Aus diesen Gründen bitten wir Sie, die Beanstandung abzuweisen.

C. Damit komme ich zu meiner eigenen Bewertung zur Twitterumfrage.

Twitter (englisch für «Gezwitscher»), ein Mikro-Bloggingdienst, mit dem angemeldete Nutzerinnen und Nutzer telegrammartige Kurznachrichten verbreiten können, wird auch bei den Medienschaffenden gerne benutzt, um beispielsweise auf (eigene) Sendungen, Beiträge und Themen aufmerksam zu machen, aber auch, um sich einen schnellen Überblick über die Meinung derjenigen Twitterer zu machen, die dem Schreibenden folgen. Es ist also ein einfach zu bedienendes Echtzeit-Medium, das den Medienschaffenden ohne grossen Aufwand und ohne Kosten innert kürzester Zeit Informationen liefern kann.

Im von Ihnen beanstandeten Fall hat der «Rundschau»-Moderator Sandro Brotz folgenden Tweet abgesetzt:

«Immer mehr Schweizer Kinderärzte und Juristen sind dagegen, dass jüdische und muslimische Buben beschnitten werden (morgen #srfrundschau)».

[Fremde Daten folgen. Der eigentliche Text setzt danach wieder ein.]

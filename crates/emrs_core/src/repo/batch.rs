//! Chunked batch writer.
//!
//! # Responsibility
//! - Insert record collections with periodic flush+clear to bound the
//!   session's memory.
//! - Delete and look up records by id list in single set-based statements.
//! - Apply a prepared partial update over id lists, one chunk at a time.
//!
//! # Invariants
//! - Records are submitted in input order; each is persisted exactly once.
//! - Chunks run strictly sequentially against one store.
//! - Chunk boundaries bound memory only; they are not transaction boundaries.

use super::error::{RepoError, RepoResult};
use super::update_builder::PreparedUpdate;
use crate::config::BatchConfig;
use crate::model::RecordId;
use crate::store::{BoundStatement, Entity, RecordStore, Select, StoreError};
use log::{debug, info};
use std::time::Instant;

/// Chunked write/read façade over one `RecordStore`.
pub struct BatchWriter<'s, S: RecordStore> {
    store: &'s mut S,
    config: BatchConfig,
}

impl<'s, S: RecordStore> BatchWriter<'s, S> {
    pub fn new(store: &'s mut S, config: BatchConfig) -> Self {
        Self { store, config }
    }

    pub fn config(&self) -> BatchConfig {
        self.config
    }

    /// Persists every record and returns them with generated ids assigned.
    ///
    /// An empty input is returned unchanged without touching the store. All
    /// records are validated before the first one is queued. Writes already
    /// pending on the store are flushed first and keep their own ids.
    pub fn insert_batch<E: Entity>(&mut self, mut records: Vec<E>) -> RepoResult<Vec<E>> {
        debug!(
            "event=batch_insert module=repo status=start table={} rows={} chunk_size={} alignment={:?}",
            E::TABLE,
            records.len(),
            self.config.chunk_size,
            self.config.alignment
        );
        if records.is_empty() {
            return Ok(records);
        }

        for (index, record) in records.iter().enumerate() {
            record
                .check_insertable()
                .map_err(|message| RepoError::Validation(format!("record {index}: {message}")))?;
        }

        // Writes queued on this store before the batch must not absorb its ids.
        let earlier = self.store.flush()?;
        if !earlier.is_empty() {
            debug!(
                "event=batch_insert module=repo status=flush_prior table={} rows={}",
                E::TABLE,
                earlier.len()
            );
        }

        let started_at = Instant::now();
        let mut assigned = 0;
        let mut cycles = 0;
        for index in 0..records.len() {
            self.store.persist(&records[index])?;

            if self.config.flush_after(index) {
                let ids = self.store.flush()?;
                assigned = assign_ids(&mut records, assigned, ids)?;
                self.store.clear();
                cycles += 1;
            }
        }

        let ids = self.store.flush()?;
        assigned = assign_ids(&mut records, assigned, ids)?;

        info!(
            "event=batch_insert module=repo status=ok table={} rows={} flush_cycles={} duration_ms={}",
            E::TABLE,
            assigned,
            cycles,
            started_at.elapsed().as_millis()
        );
        Ok(records)
    }

    /// Deletes all rows whose id is in `ids` with one statement.
    pub fn delete_batch<E: Entity>(&mut self, ids: &[RecordId]) -> RepoResult<usize> {
        if ids.is_empty() {
            return Ok(0);
        }

        let affected = self
            .store
            .execute_update(&BoundStatement::delete_by_ids(E::TABLE, ids))?;
        info!(
            "event=batch_delete module=repo status=ok table={} requested={} affected={}",
            E::TABLE,
            ids.len(),
            affected
        );
        Ok(affected)
    }

    /// Loads all rows whose id is in `ids`, in store-defined order.
    pub fn find_by_ids<E: Entity>(&mut self, ids: &[RecordId]) -> RepoResult<Vec<E>> {
        if ids.is_empty() {
            return Ok(Vec::new());
        }

        Ok(self.store.query(&Select::ids(ids))?)
    }

    /// Executes `update` once per chunk of `ids`, flushing and clearing after
    /// every chunk, and returns the summed affected-row count.
    pub fn apply_batched_update(
        &mut self,
        update: &PreparedUpdate,
        ids: &[RecordId],
    ) -> RepoResult<usize> {
        let started_at = Instant::now();
        let mut total = 0;
        let mut chunks = 0;

        for chunk in ids.chunks(self.config.chunk_size.get()) {
            total += self.store.execute_update(&update.bind_ids(chunk))?;
            self.store.flush()?;
            self.store.clear();
            chunks += 1;
        }

        info!(
            "event=batch_update module=repo status=ok table={} columns={} ids={} chunks={} affected={} duration_ms={}",
            update.table(),
            update.columns().join(","),
            ids.len(),
            chunks,
            total,
            started_at.elapsed().as_millis()
        );
        Ok(total)
    }
}

/// Assigns `ids` to `records[from..]`, returning the new assigned watermark.
fn assign_ids<E: Entity>(
    records: &mut [E],
    from: usize,
    ids: Vec<RecordId>,
) -> Result<usize, StoreError> {
    let remaining = records.len() - from;
    if ids.len() > remaining {
        return Err(StoreError::InvalidData(format!(
            "store returned {} generated ids for {} outstanding {} rows",
            ids.len(),
            remaining,
            E::TABLE
        )));
    }

    let count = ids.len();
    for (record, id) in records[from..].iter_mut().zip(ids) {
        record.assign_id(id);
    }
    Ok(from + count)
}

Die Antwortmöglichkeiten bestanden aus den folgenden Kategorien:

  • Richtig! Körperverletzung
  • Falsch! Religionsfreiheit
  • Mir #SchnippSchnappEgal

Das Endergebnis der kleinen Umfrage ist hier ersichtlich:

Wie Sandro Brotz im «Rundschau» Gespräch an der Theke [Timecode 05:39][2] mit Michel Bollag, Fachleiter Judentum ZIID[3], erklärt, hatten gegen 200 Twitterer abgestimmt. 45% sagten, es handle sich bei der Buben-Beschneidung um Körperverletzung. Weder der Aufruf zur Umfrage an und für sich, noch die eben erwähnte Aussage sind als kritisch einzustufen. Das Resultat wurde ins Gespräch eingebettet und transparent gemacht. Auch der Redaktionsleiter der «Rundschau», Mario Poletti, hält fest, dass das Umfrageergebnis nur kurz im Gespräch mit Studiogast Michel Bollag erwähnt und mit dem Hinweis versehen wurde, dass es nicht repräsentativ sei. Herr Broz hat mit seiner kleinen Twitter-Umfrage im Gespräch aufzeigen können, dass beinahe die Hälfte der Antwortenden die Buben-Beschneidung als Körperverletzung erachtet. Genau dieser Punkt stand letztlich im Fokus des Beitrags, den der Moderator mit den Sätzen «Gottes Gebot oder Körperverletzung? Auf diese Frage lässt sich die Debatte um die Beschneidung von Knaben zuspitzen.» einleitete.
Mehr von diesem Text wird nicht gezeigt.